Genetic risk factors play an important role in many diseases occurring in our society. CeGaT’s prevention panel examines genetic risk factors for various diseases, such as cancer or cardiovascular diseases. If an individual risk for a disease is known, a timely action can be taken to prevent or delay the outbreak or progression of a disease.
New module identifies diabetes dispositions – the starting point for preventive measures
The new module “Diabetes” covers five genes that are associated with an increased risk for familial diabetes mellitus. Diabetes mellitus (diabetes) describes a group of diseases manifested by elevated blood glucose levels. In the development of familial diabetes mellitus genetic plays a central role. Maturity-Onset Diabetes of the Young (MODY), analyzed in the Prevention Panel, can be diagnosed partly in adolescence and partly in adulthood. During the course of the disease, microvascular complications such as damage to the kidneys, eyes, and nerves may occur.
If the patient has a predisposition to diabetes, appropriate preventive measures can be initiated. Depending on the type of disease, therapy consists of lifestyle adjustments such as dietary changes and, if necessary, drug treatment.
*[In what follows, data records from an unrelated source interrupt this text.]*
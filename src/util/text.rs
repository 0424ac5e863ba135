use std::borrow::Cow;

use unicode_width::UnicodeWidthChar;

const ELLIPSIS: &str = "...";
const ELLIPSIS_WIDTH: usize = 3;

/// Truncates a string to fit within `max_width` terminal columns.
///
/// When the text is cut, "..." is appended and counted against the width.
/// Column widths are Unicode-aware (CJK and emoji take two columns). Widths
/// of three or less have no room for an ellipsis and return as many
/// characters as fit.
///
/// Returns `Cow::Borrowed` when the string already fits.
///
/// # Examples
///
/// ```
/// use feedcheck::util::truncate_to_width;
///
/// assert_eq!(truncate_to_width("Short", 10), "Short");
/// assert_eq!(truncate_to_width("Hello World", 8), "Hello...");
/// assert_eq!(truncate_to_width("Test", 2), "Te");
/// ```
pub fn truncate_to_width(s: &str, max_width: usize) -> Cow<'_, str> {
    if max_width == 0 {
        return Cow::Borrowed("");
    }

    let budget = if max_width <= ELLIPSIS_WIDTH {
        max_width
    } else {
        max_width - ELLIPSIS_WIDTH
    };

    let mut width = 0;
    let mut cut = None;
    for (idx, c) in s.char_indices() {
        let w = UnicodeWidthChar::width(c).unwrap_or(0);
        if cut.is_none() && width + w > budget {
            cut = Some(idx);
        }
        if width + w > max_width {
            let end = cut.unwrap_or(idx);
            return if max_width <= ELLIPSIS_WIDTH {
                Cow::Owned(s[..end].to_string())
            } else {
                Cow::Owned(format!("{}{}", &s[..end], ELLIPSIS))
            };
        }
        width += w;
    }

    Cow::Borrowed(s)
}

/// Bytes that are never echoed to the terminal: C0 controls other than
/// tab/newline/CR, DEL and ESC.
fn is_unsafe_byte(b: u8) -> bool {
    b == 0x1b || b == 0x7f || (b < 0x20 && b != b'\t' && b != b'\n' && b != b'\r')
}

/// Strips terminal control characters and ANSI escape sequences.
///
/// Feed titles and descriptions come from the server under test and are
/// printed verbatim in the report, so CSI (`ESC [ ... final`), OSC
/// (`ESC ] ... BEL|ESC \`), bare ESC and C0/DEL bytes are removed. Tab,
/// newline and carriage return are kept.
///
/// Returns `Cow::Borrowed` when nothing needs stripping.
pub fn strip_control_chars(s: &str) -> Cow<'_, str> {
    let bytes = s.as_bytes();
    if !bytes.iter().copied().any(is_unsafe_byte) {
        return Cow::Borrowed(s);
    }

    let len = bytes.len();
    let mut out = String::with_capacity(len);
    let mut i = 0;

    while i < len {
        let b = bytes[i];
        if b == 0x1b {
            match bytes.get(i + 1) {
                Some(b'[') => {
                    // CSI: parameters and intermediates up to a final byte in 0x40..=0x7e
                    i += 2;
                    while i < len {
                        let c = bytes[i];
                        i += 1;
                        if (0x40..=0x7e).contains(&c) {
                            break;
                        }
                    }
                }
                Some(b']') => {
                    // OSC: terminated by BEL or ST
                    i += 2;
                    while i < len {
                        if bytes[i] == 0x07 {
                            i += 1;
                            break;
                        }
                        if bytes[i] == 0x1b && bytes.get(i + 1) == Some(&b'\\') {
                            i += 2;
                            break;
                        }
                        i += 1;
                    }
                }
                _ => i += 1,
            }
        } else if is_unsafe_byte(b) {
            i += 1;
        } else {
            let start = i;
            while i < len && !is_unsafe_byte(bytes[i]) {
                i += 1;
            }
            // Only ASCII bytes end a run, so the slice sits on char boundaries.
            out.push_str(&s[start..i]);
        }
    }

    Cow::Owned(out)
}

#[cfg(test)]
mod tests {
    use super::*;

    #[test]
    fn test_description_preview_width() {
        let description = "A fairly long description of a blog post that keeps going past fifty columns";
        let preview = truncate_to_width(description, 53);
        assert_eq!(preview.len(), 53);
        assert!(preview.starts_with("A fairly long description"));
        assert!(preview.ends_with("..."));
    }

    #[test]
    fn test_fits_is_borrowed() {
        let result = truncate_to_width("Short title", 53);
        assert!(matches!(result, Cow::Borrowed(_)));
    }

    #[test]
    fn test_exact_fit() {
        assert_eq!(truncate_to_width("12345", 5), "12345");
    }

    #[test]
    fn test_wide_characters() {
        // Each CJK character is two columns
        assert_eq!(truncate_to_width("日本語の記事", 7), "日本...");
        assert_eq!(truncate_to_width("日本語", 6), "日本語");
    }

    #[test]
    fn test_narrow_widths_skip_ellipsis() {
        assert_eq!(truncate_to_width("Test", 0), "");
        assert_eq!(truncate_to_width("Test", 1), "T");
        assert_eq!(truncate_to_width("Test", 3), "Tes");
        assert_eq!(truncate_to_width("日本", 1), "");
        assert_eq!(truncate_to_width("Hi", 3), "Hi");
    }

    #[test]
    fn test_min_width_with_ellipsis() {
        assert_eq!(truncate_to_width("Testing", 4), "T...");
        assert_eq!(truncate_to_width("Test", 4), "Test");
    }

    #[test]
    fn test_strip_clean_text_is_borrowed() {
        let input = "Fish & Chips\n\tdaily";
        let result = strip_control_chars(input);
        assert!(matches!(result, Cow::Borrowed(_)));
        assert_eq!(result, input);
    }

    #[test]
    fn test_strip_c0_and_del() {
        assert_eq!(strip_control_chars("ti\x00tle\x07\x7f"), "title");
    }

    #[test]
    fn test_strip_csi_sequences() {
        assert_eq!(strip_control_chars("\x1b[31mRed\x1b[0m title"), "Red title");
        assert_eq!(strip_control_chars("up\x1b[2Adown"), "updown");
    }

    #[test]
    fn test_strip_osc_sequences() {
        assert_eq!(strip_control_chars("\x1b]0;pwned\x07feed"), "feed");
        assert_eq!(strip_control_chars("\x1b]0;pwned\x1b\\feed"), "feed");
    }

    #[test]
    fn test_strip_bare_and_trailing_esc() {
        assert_eq!(strip_control_chars("a\x1bb"), "ab");
        assert_eq!(strip_control_chars("end\x1b"), "end");
    }

    #[test]
    fn test_strip_keeps_unicode() {
        assert_eq!(strip_control_chars("日本語 \x1b[1m記事\x1b[0m"), "日本語 記事");
    }
}
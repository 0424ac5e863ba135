use futures::StreamExt;
use std::time::Duration;
use thiserror::Error;

/// Largest feed body accepted before giving up.
pub const MAX_FEED_SIZE: usize = 10 * 1024 * 1024; // 10MB

/// Errors that can occur while fetching a feed document.
///
/// Every variant means the feed endpoint could not be reached or did not
/// answer with a usable body; none of them say anything about the XML.
#[derive(Debug, Error)]
pub enum FetchError {
    /// Network-level error (DNS, connection refused, TLS, etc.)
    #[error("Request failed: {0}")]
    Network(#[from] reqwest::Error),
    /// HTTP response with non-2xx status code
    #[error("HTTP error: status {0}")]
    HttpStatus(u16),
    /// Request exceeded the configured timeout
    #[error("Request timed out after {0:?}")]
    Timeout(Duration),
    /// Response body exceeded [`MAX_FEED_SIZE`]
    #[error("Response too large")]
    ResponseTooLarge,
    /// Response was incomplete (received fewer bytes than Content-Length)
    #[error("Incomplete response: expected {expected} bytes, received {received}")]
    IncompleteResponse { expected: u64, received: usize },
}

/// Fetches the raw bytes of a feed document.
///
/// A single GET is issued; there are no retries. The timeout covers the
/// whole exchange, from sending the request to the last body byte.
///
/// # Errors
///
/// - [`FetchError::Network`] - Connection refused, DNS or TLS errors
/// - [`FetchError::Timeout`] - Headers and body not received within `timeout`
/// - [`FetchError::HttpStatus`] - Non-2xx HTTP response
/// - [`FetchError::ResponseTooLarge`] - Body exceeded 10MB
/// - [`FetchError::IncompleteResponse`] - Body shorter than Content-Length
pub async fn fetch_feed(
    client: &reqwest::Client,
    url: &str,
    timeout: Duration,
) -> Result<Vec<u8>, FetchError> {
    let bytes = tokio::time::timeout(timeout, fetch_body(client, url))
        .await
        .map_err(|_| FetchError::Timeout(timeout))??;

    tracing::debug!(url = %url, bytes = bytes.len(), "Fetched feed");
    Ok(bytes)
}

async fn fetch_body(client: &reqwest::Client, url: &str) -> Result<Vec<u8>, FetchError> {
    let response = client.get(url).send().await.map_err(FetchError::Network)?;

    if !response.status().is_success() {
        tracing::debug!(url = %url, status = %response.status(), "Feed endpoint returned error status");
        return Err(FetchError::HttpStatus(response.status().as_u16()));
    }

    read_limited_bytes(response, MAX_FEED_SIZE).await
}

async fn read_limited_bytes(
    response: reqwest::Response,
    limit: usize,
) -> Result<Vec<u8>, FetchError> {
    // Capture Content-Length for completeness check
    let expected_length = response.content_length();

    // Fast path: check Content-Length header
    if let Some(len) = expected_length {
        if len as usize > limit {
            return Err(FetchError::ResponseTooLarge);
        }
    }

    let mut bytes = Vec::new();
    let mut stream = response.bytes_stream();

    while let Some(chunk) = stream.next().await {
        let chunk = match chunk {
            Ok(chunk) => chunk,
            // Connection closed before Content-Length bytes arrived
            Err(e)
                if !e.is_timeout()
                    && expected_length.is_some_and(|n| (bytes.len() as u64) < n) =>
            {
                tracing::debug!(error = %e, received = bytes.len(), "Body ended early");
                return Err(FetchError::IncompleteResponse {
                    expected: expected_length.unwrap_or_default(),
                    received: bytes.len(),
                });
            }
            Err(e) => return Err(FetchError::Network(e)),
        };
        if bytes.len().saturating_add(chunk.len()) > limit {
            return Err(FetchError::ResponseTooLarge);
        }
        bytes.extend_from_slice(&chunk);
    }

    if let Some(expected) = expected_length {
        if (bytes.len() as u64) < expected {
            return Err(FetchError::IncompleteResponse {
                expected,
                received: bytes.len(),
            });
        }
    }

    Ok(bytes)
}

#[cfg(test)]
mod tests {
    use super::*;
    use tokio::io::{AsyncReadExt, AsyncWriteExt};
    use wiremock::matchers::{method, path};
    use wiremock::{Mock, MockServer, ResponseTemplate};

    const TIMEOUT: Duration = Duration::from_secs(5);

    /// Serves one connection with a canned response, then optionally keeps
    /// the socket open without sending anything more.
    async fn raw_server(response: &'static [u8], hold_open: bool) -> String {
        let listener = tokio::net::TcpListener::bind("127.0.0.1:0").await.unwrap();
        let addr = listener.local_addr().unwrap();
        tokio::spawn(async move {
            let (mut socket, _) = listener.accept().await.unwrap();
            let mut request = [0u8; 2048];
            let _ = socket.read(&mut request).await;
            socket.write_all(response).await.unwrap();
            socket.flush().await.unwrap();
            if hold_open {
                tokio::time::sleep(Duration::from_secs(60)).await;
            }
        });
        format!("http://{}/feed.xml", addr)
    }

    #[tokio::test]
    async fn test_fetch_success_returns_body() {
        let mock_server = MockServer::start().await;
        Mock::given(method("GET"))
            .and(path("/feed.xml"))
            .respond_with(
                ResponseTemplate::new(200)
                    .set_body_string("<rss/>")
                    .insert_header("Content-Type", "application/rss+xml"),
            )
            .expect(1)
            .mount(&mock_server)
            .await;

        let client = reqwest::Client::new();
        let url = format!("{}/feed.xml", mock_server.uri());
        let bytes = fetch_feed(&client, &url, TIMEOUT).await.unwrap();
        assert_eq!(bytes, b"<rss/>");
    }

    #[tokio::test]
    async fn test_fetch_404_is_http_status() {
        let mock_server = MockServer::start().await;
        Mock::given(method("GET"))
            .respond_with(ResponseTemplate::new(404))
            .mount(&mock_server)
            .await;

        let client = reqwest::Client::new();
        let url = format!("{}/feed.xml", mock_server.uri());
        match fetch_feed(&client, &url, TIMEOUT).await {
            Err(FetchError::HttpStatus(404)) => {}
            other => panic!("Expected HttpStatus(404), got {:?}", other),
        }
    }

    #[tokio::test]
    async fn test_fetch_500_is_not_retried() {
        let mock_server = MockServer::start().await;
        Mock::given(method("GET"))
            .respond_with(ResponseTemplate::new(500))
            .expect(1)
            .mount(&mock_server)
            .await;

        let client = reqwest::Client::new();
        let url = format!("{}/feed.xml", mock_server.uri());
        assert!(matches!(
            fetch_feed(&client, &url, TIMEOUT).await,
            Err(FetchError::HttpStatus(500))
        ));
    }

    #[tokio::test]
    async fn test_fetch_slow_server_times_out() {
        let mock_server = MockServer::start().await;
        Mock::given(method("GET"))
            .respond_with(ResponseTemplate::new(200).set_delay(Duration::from_secs(3)))
            .mount(&mock_server)
            .await;

        let client = reqwest::Client::new();
        let url = format!("{}/feed.xml", mock_server.uri());
        let result = fetch_feed(&client, &url, Duration::from_millis(200)).await;
        assert!(matches!(result, Err(FetchError::Timeout(_))));
    }

    #[tokio::test]
    async fn test_fetch_oversized_body_rejected() {
        let mock_server = MockServer::start().await;
        Mock::given(method("GET"))
            .respond_with(ResponseTemplate::new(200).set_body_bytes(vec![b'a'; MAX_FEED_SIZE + 1]))
            .mount(&mock_server)
            .await;

        let client = reqwest::Client::new();
        let url = format!("{}/feed.xml", mock_server.uri());
        assert!(matches!(
            fetch_feed(&client, &url, TIMEOUT).await,
            Err(FetchError::ResponseTooLarge)
        ));
    }

    #[tokio::test]
    async fn test_fetch_connection_refused_is_network_error() {
        // Bind then drop to get a port with nothing listening
        let port = {
            let listener = std::net::TcpListener::bind("127.0.0.1:0").unwrap();
            listener.local_addr().unwrap().port()
        };

        let client = reqwest::Client::new();
        let url = format!("http://127.0.0.1:{}/feed.xml", port);
        assert!(matches!(
            fetch_feed(&client, &url, TIMEOUT).await,
            Err(FetchError::Network(_))
        ));
    }

    #[tokio::test]
    async fn test_stalled_body_times_out() {
        let url = raw_server(
            b"HTTP/1.1 200 OK\r\nContent-Length: 100\r\n\r\n<rss",
            true,
        )
        .await;

        let client = reqwest::Client::new();
        let result = tokio::time::timeout(
            Duration::from_secs(5),
            fetch_feed(&client, &url, Duration::from_millis(500)),
        )
        .await
        .expect("fetch_feed should give up on its own timeout");

        assert!(matches!(result, Err(FetchError::Timeout(_))), "got {:?}", result);
    }

    #[tokio::test]
    async fn test_body_shorter_than_content_length() {
        let url = raw_server(
            b"HTTP/1.1 200 OK\r\nContent-Length: 100\r\nConnection: close\r\n\r\n<rss",
            false,
        )
        .await;

        let client = reqwest::Client::new();
        match fetch_feed(&client, &url, TIMEOUT).await {
            Err(FetchError::IncompleteResponse { expected, received }) => {
                assert_eq!(expected, 100);
                assert!(received < 100);
            }
            other => panic!("Expected IncompleteResponse, got {:?}", other),
        }
    }
}
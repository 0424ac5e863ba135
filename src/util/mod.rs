//! Utility functions for common operations.
//!
//! - **URL handling**: base URL validation and feed path joining
//! - **Text processing**: terminal-safe display of untrusted feed text
//!
//! # Examples
//!
//! ```
//! use feedcheck::util::{join_feed_url, strip_control_chars, truncate_to_width};
//!
//! let url = join_feed_url("http://localhost:3001", "/feed.xml");
//! assert_eq!(url, "http://localhost:3001/feed.xml");
//!
//! assert_eq!(strip_control_chars("\x1b[1mBold\x1b[0m"), "Bold");
//! assert_eq!(truncate_to_width("Long article title", 10), "Long ar...");
//! ```

mod text;
mod url_validator;

pub use text::{strip_control_chars, truncate_to_width};
pub use url_validator::{join_feed_url, validate_base_url, UrlError};
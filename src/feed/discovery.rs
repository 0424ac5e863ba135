use std::time::Duration;
use thiserror::Error;

use super::fetcher::FetchError;

/// Default ports probed for a running feed server, in order.
pub const DEFAULT_PORTS: &[u16] = &[8789, 8788, 3000, 3001];

/// How long a single candidate port gets to answer.
pub const PROBE_TIMEOUT: Duration = Duration::from_secs(2);

/// Errors that can occur during server discovery.
#[derive(Debug, Error)]
pub enum DiscoveryError {
    /// No candidate port answered the probe path with a success status
    #[error("No server found on ports {}", format_ports(.ports))]
    ServerNotFound { ports: Vec<u16> },
}

fn format_ports(ports: &[u16]) -> String {
    if ports.is_empty() {
        return "(none configured)".to_string();
    }
    ports
        .iter()
        .map(u16::to_string)
        .collect::<Vec<_>>()
        .join(", ")
}

/// Finds the base URL of a running feed server by probing candidate ports.
///
/// Each port is tried in order with a GET of `probe_path`. The first one to
/// answer with a 2xx status within `probe_timeout` wins. Any failure on a
/// candidate (refused, timeout, error status) moves on to the next one.
///
/// # Returns
///
/// `http://{host}:{port}` for the first answering port.
///
/// # Errors
///
/// Returns [`DiscoveryError::ServerNotFound`] naming every port tried when
/// none of them answered.
pub async fn discover_base_url(
    client: &reqwest::Client,
    host: &str,
    ports: &[u16],
    probe_path: &str,
    probe_timeout: Duration,
) -> Result<String, DiscoveryError> {
    for &port in ports {
        let base_url = format!("http://{}:{}", host, port);
        let probe_url = format!("{}{}", base_url, probe_path);

        match probe(client, &probe_url, probe_timeout).await {
            Ok(()) => {
                tracing::info!(port = port, base_url = %base_url, "Feed server found");
                return Ok(base_url);
            }
            Err(e) => {
                tracing::debug!(port = port, url = %probe_url, error = %e, "Probe failed, trying next port");
            }
        }
    }

    Err(DiscoveryError::ServerNotFound {
        ports: ports.to_vec(),
    })
}

/// Checks that `url` answers with a success status. The body is not read.
async fn probe(client: &reqwest::Client, url: &str, timeout: Duration) -> Result<(), FetchError> {
    let response = tokio::time::timeout(timeout, client.get(url).send())
        .await
        .map_err(|_| FetchError::Timeout(timeout))?
        .map_err(FetchError::Network)?;

    if !response.status().is_success() {
        return Err(FetchError::HttpStatus(response.status().as_u16()));
    }
    Ok(())
}
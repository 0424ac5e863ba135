//! Atom 1.0 structure checks.

use super::checklist::{display_value, verify_elements, ElementCheck, FeedKind, ValidationResult};
use super::document::{Element, FeedDocument};

/// XML namespace every Atom 1.0 element lives in.
pub const ATOM_NAMESPACE: &str = "http://www.w3.org/2005/Atom";

const FEED_CHECKS: &[ElementCheck] = &[
    ElementCheck::required("id"),
    ElementCheck::required("title"),
    ElementCheck::required("updated"),
    ElementCheck::informational("subtitle"),
    ElementCheck::informational("rights"),
];

const ENTRY_CHECKS: &[ElementCheck] = &[
    ElementCheck::required("id"),
    ElementCheck::required("title"),
    ElementCheck::required("updated"),
];

/// Validates a parsed document as an Atom 1.0 feed.
///
/// The root must be `feed` in [`ATOM_NAMESPACE`]; an unprefixed `<feed>`
/// without the namespace declaration is rejected. Required feed and entry
/// fields are looked up in the same namespace.
pub fn validate_atom(doc: &FeedDocument) -> ValidationResult {
    let mut result = ValidationResult::new(FeedKind::Atom);
    let root = doc.root();
    let ns = Some(ATOM_NAMESPACE);

    if !root.is(ns, "feed") {
        result.fail(format!(
            "Invalid root element for Atom: {}",
            root.qualified_name()
        ));
        return result;
    }
    result.pass(format!("Atom namespace: {}", ATOM_NAMESPACE));

    verify_elements(root, ns, "feed", FEED_CHECKS, &mut result);

    let entries: Vec<_> = root.children(ns, "entry").collect();
    result.info(format!("Found {} entries", entries.len()));
    let Some(first) = entries.first() else {
        result.fail("No entries found");
        return result;
    };

    verify_elements(first, ns, "entry", ENTRY_CHECKS, &mut result);
    report_entry_details(first, &mut result);

    tracing::debug!(
        entries = entries.len(),
        passed = result.passed(),
        "Atom document checked"
    );
    result
}

/// Informational details of an entry: link, summary/content and author.
fn report_entry_details(entry: &Element, result: &mut ValidationResult) {
    let ns = Some(ATOM_NAMESPACE);

    match entry_link(entry) {
        Some(href) => result.info(format!("Entry link: {}", display_value(href, false))),
        None => result.warn("Entry has no link"),
    }

    let summary = entry.child(ns, "summary").map(Element::text_content);
    let content = entry.child(ns, "content").map(Element::text_content);
    match (summary, content) {
        (Some(text), _) if !text.is_empty() => {
            result.info(format!("Entry summary: {}", display_value(&text, true)));
        }
        (_, Some(text)) if !text.is_empty() => {
            result.info(format!("Entry content: {}", display_value(&text, true)));
        }
        _ => result.warn("Entry has neither summary nor content"),
    }

    if let Some(author) = entry.child(ns, "author") {
        let parts: Vec<String> = ["name", "email"]
            .iter()
            .filter_map(|field| author.child(ns, field))
            .map(Element::text_content)
            .filter(|text| !text.is_empty())
            .collect();
        if !parts.is_empty() {
            result.info(format!(
                "Entry author: {}",
                display_value(&parts.join(", "), false)
            ));
        }
    }
}

/// The entry's alternate link, falling back to its first `<link>`.
fn entry_link(entry: &Element) -> Option<&str> {
    let mut links = entry
        .children(Some(ATOM_NAMESPACE), "link")
        .filter(|link| link.attr("href").is_some())
        .peekable();
    let first = links.peek().copied();

    links
        .find(|link| matches!(link.attr("rel"), None | Some("alternate")))
        .or(first)
        .and_then(|link| link.attr("href"))
}
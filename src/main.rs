use anyhow::{Context, Result};
use clap::Parser;
use std::path::PathBuf;
use std::process::ExitCode;

use feedcheck::config::Config;
use feedcheck::report::Driver;

#[derive(Parser, Debug)]
#[command(
    name = "feedcheck",
    about = "Validate the RSS 2.0 and Atom 1.0 feeds of a local dev server"
)]
struct Args {
    /// Server base URL (e.g. http://localhost:3001); skips port discovery
    #[arg(long, value_name = "URL")]
    base_url: Option<String>,

    /// Candidate port to probe (repeatable; replaces the default list)
    #[arg(long = "port", value_name = "PORT")]
    ports: Vec<u16>,

    /// TOML settings file
    #[arg(long, value_name = "FILE")]
    config: Option<PathBuf>,

    /// Feed fetch timeout in seconds
    #[arg(long, value_name = "SECS")]
    timeout: Option<u64>,
}

impl Args {
    /// Settings file (if any) with command-line overrides applied.
    fn into_config(self) -> Result<Config> {
        let mut config = match &self.config {
            Some(path) => Config::load(path)
                .with_context(|| format!("Failed to load config file: {}", path.display()))?,
            None => Config::default(),
        };

        if let Some(base_url) = self.base_url {
            config.base_url = Some(base_url);
        }
        if !self.ports.is_empty() {
            config.candidate_ports = self.ports;
        }
        if let Some(timeout) = self.timeout {
            config.fetch_timeout_secs = timeout;
        }

        config.validate().context("Invalid settings")?;
        Ok(config)
    }
}

#[tokio::main]
async fn main() -> Result<ExitCode> {
    tracing_subscriber::fmt()
        .with_env_filter(tracing_subscriber::EnvFilter::from_default_env())
        .with_writer(std::io::stderr)
        .init();

    let config = Args::parse().into_config()?;
    tracing::debug!(?config, "Starting feed validation");

    let client = reqwest::Client::builder()
        .user_agent(concat!("feedcheck/", env!("CARGO_PKG_VERSION")))
        .timeout(config.fetch_timeout())
        .build()
        .context("Failed to build HTTP client")?;

    let driver = Driver::new(client, config);
    let mut stdout = std::io::stdout();
    let summary = driver
        .run(&mut stdout)
        .await
        .context("Failed to write report")?;

    Ok(ExitCode::from(summary.exit_code()))
}
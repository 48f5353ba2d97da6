#![no_main]
use libfuzzer_sys::fuzz_target;
use exigram::options::ExiOptions;

fuzz_target!(|data: &[u8]| {
    let mut reader = exigram::bitstream::BitReader::new(data);
    let _ = exigram::header::decode(&mut reader, &ExiOptions::default());
});
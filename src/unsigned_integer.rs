//! Variable-length unsigned integers (EXI 1.0 §7.1.6).
//!
//! Each octet carries 7 data bits and a continuation flag in its MSB. The
//! least significant group comes first; the last octet has the flag cleared.

use crate::bitstream::{BitReader, BitWriter};
use crate::{Error, Result};

/// Encodes `value` as a sequence of septets.
#[inline]
pub fn encode(writer: &mut BitWriter, value: u64) {
    let mut v = value;
    loop {
        let low7 = (v & 0x7F) as u8;
        v >>= 7;
        if v == 0 {
            writer.write_byte(low7);
            return;
        }
        writer.write_byte(0x80 | low7);
    }
}

/// Decodes a septet sequence.
///
/// Returns [`Error::IntegerOverflow`] if the value needs more than 64 bits.
#[inline]
pub fn decode(reader: &mut BitReader) -> Result<u64> {
    let mut result = 0u64;
    let mut shift: u32 = 0;
    loop {
        let byte = reader.read_byte()?;
        let data = u64::from(byte & 0x7F);
        // Beim 10. Oktett ist nur noch Daten-Bit 0 gueltig
        if shift == 63 && (data > 1 || byte & 0x80 != 0) {
            return Err(Error::IntegerOverflow);
        }
        result |= data << shift;
        if byte & 0x80 == 0 {
            return Ok(result);
        }
        shift += 7;
    }
}

/// Encoded length in octets: `max(1, ceil(bitlength / 7))`.
pub fn encoded_len(value: u64) -> usize {
    let bits = u64::BITS - value.leading_zeros();
    (bits as usize).div_ceil(7).max(1)
}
Expansion of the Pharmacogenetics Module
Pharmacogenetics deals with a person’s individual, genetically determined drug metabolism. Not everyone processes medications in the same way – what helps one person may be ineffective or even harmful in another. The Pharmacogenetics Module of the Prevention Panel determines whether active ingredients are broken down particularly quickly or very slowly. With the update of the panel, the ABCG2 and G6PD genes were added to the module. This has expanded the diagnostic spectrum in the area of antibiotics, antidiabetics, statins, and in the treatment of acute hyperuricemia kidney failure. Based on the test results, the physician can select a suitable drug and administer the correct dosage. This also applies to future therapies.